What you will do:
Within the data below, how many lines contain "origin"? Reply with the number only.

[Dataset records]
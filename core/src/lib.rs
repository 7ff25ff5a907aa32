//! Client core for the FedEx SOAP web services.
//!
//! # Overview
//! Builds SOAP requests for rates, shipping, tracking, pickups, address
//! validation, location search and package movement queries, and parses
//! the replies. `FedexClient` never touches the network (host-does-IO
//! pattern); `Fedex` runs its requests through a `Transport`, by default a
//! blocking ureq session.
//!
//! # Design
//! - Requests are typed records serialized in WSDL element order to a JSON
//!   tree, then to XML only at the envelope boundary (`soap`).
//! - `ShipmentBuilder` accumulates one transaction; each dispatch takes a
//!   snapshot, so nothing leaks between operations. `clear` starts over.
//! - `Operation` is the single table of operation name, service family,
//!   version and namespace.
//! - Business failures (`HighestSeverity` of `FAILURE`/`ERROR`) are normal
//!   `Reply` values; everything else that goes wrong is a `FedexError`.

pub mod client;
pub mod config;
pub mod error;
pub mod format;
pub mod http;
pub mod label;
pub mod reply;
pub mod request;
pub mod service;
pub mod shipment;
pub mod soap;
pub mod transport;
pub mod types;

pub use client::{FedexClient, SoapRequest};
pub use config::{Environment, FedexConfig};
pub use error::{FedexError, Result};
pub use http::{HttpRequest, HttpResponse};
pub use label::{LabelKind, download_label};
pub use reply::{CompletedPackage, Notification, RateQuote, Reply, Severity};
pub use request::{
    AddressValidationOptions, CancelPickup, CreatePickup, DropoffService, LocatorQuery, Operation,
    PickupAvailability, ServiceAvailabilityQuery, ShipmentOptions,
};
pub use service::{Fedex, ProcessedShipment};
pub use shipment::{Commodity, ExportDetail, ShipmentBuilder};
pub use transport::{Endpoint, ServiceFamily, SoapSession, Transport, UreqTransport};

---

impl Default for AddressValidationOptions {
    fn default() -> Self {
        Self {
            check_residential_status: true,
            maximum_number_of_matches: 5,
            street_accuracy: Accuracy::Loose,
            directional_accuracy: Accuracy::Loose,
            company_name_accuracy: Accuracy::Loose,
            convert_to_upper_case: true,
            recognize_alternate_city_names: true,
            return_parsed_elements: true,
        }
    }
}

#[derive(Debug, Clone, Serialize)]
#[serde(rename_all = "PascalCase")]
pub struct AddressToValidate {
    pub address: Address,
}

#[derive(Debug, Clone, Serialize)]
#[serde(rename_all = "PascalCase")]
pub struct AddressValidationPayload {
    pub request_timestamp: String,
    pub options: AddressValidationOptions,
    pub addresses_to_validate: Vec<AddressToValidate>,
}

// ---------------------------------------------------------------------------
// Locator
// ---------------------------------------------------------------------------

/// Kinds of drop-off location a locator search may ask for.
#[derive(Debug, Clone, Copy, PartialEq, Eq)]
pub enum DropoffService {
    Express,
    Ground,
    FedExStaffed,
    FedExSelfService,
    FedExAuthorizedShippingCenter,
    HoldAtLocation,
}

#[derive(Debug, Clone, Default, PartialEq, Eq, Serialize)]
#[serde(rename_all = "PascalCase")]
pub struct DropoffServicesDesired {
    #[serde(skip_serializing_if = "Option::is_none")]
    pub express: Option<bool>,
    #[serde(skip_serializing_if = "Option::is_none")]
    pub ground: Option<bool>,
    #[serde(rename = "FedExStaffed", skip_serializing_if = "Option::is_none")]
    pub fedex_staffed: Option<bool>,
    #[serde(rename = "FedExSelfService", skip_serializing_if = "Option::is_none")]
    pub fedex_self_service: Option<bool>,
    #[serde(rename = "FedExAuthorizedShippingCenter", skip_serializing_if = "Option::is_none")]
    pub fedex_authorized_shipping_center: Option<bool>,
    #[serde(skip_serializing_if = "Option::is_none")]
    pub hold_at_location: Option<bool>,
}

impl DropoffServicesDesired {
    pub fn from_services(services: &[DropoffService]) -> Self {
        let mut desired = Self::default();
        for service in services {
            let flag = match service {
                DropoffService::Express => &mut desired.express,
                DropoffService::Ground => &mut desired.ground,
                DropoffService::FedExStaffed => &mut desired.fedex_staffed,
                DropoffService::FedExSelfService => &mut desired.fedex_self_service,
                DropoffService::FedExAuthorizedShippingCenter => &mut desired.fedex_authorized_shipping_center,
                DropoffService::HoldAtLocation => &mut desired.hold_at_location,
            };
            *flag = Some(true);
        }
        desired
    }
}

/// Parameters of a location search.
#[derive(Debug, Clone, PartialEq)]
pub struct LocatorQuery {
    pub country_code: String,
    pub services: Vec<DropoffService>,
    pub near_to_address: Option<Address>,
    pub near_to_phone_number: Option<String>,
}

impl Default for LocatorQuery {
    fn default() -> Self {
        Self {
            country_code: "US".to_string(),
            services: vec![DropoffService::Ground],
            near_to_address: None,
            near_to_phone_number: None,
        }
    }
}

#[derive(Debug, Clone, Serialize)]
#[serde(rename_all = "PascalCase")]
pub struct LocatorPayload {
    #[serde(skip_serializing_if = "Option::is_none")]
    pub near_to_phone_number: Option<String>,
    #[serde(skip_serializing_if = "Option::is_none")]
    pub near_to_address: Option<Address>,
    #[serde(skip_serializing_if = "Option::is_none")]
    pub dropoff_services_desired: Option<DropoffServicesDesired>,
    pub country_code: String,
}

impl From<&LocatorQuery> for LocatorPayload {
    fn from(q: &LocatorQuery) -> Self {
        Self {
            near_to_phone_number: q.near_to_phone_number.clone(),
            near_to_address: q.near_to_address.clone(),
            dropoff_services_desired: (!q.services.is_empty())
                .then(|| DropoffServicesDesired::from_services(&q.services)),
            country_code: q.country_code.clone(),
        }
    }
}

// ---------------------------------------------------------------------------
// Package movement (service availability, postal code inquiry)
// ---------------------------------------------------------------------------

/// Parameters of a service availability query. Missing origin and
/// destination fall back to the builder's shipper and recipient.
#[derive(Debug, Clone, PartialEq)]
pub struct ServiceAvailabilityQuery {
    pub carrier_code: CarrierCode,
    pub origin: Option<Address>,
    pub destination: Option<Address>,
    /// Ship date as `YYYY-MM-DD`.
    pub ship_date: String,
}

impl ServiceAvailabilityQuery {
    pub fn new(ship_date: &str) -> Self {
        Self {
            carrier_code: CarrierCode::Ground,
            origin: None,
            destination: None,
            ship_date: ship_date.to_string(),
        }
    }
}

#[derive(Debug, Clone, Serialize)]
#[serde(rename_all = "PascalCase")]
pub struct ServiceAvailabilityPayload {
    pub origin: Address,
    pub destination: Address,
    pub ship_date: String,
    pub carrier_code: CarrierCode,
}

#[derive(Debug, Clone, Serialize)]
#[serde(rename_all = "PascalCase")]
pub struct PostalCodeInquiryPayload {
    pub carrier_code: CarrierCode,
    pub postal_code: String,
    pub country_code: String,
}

Reply to the exercise:
4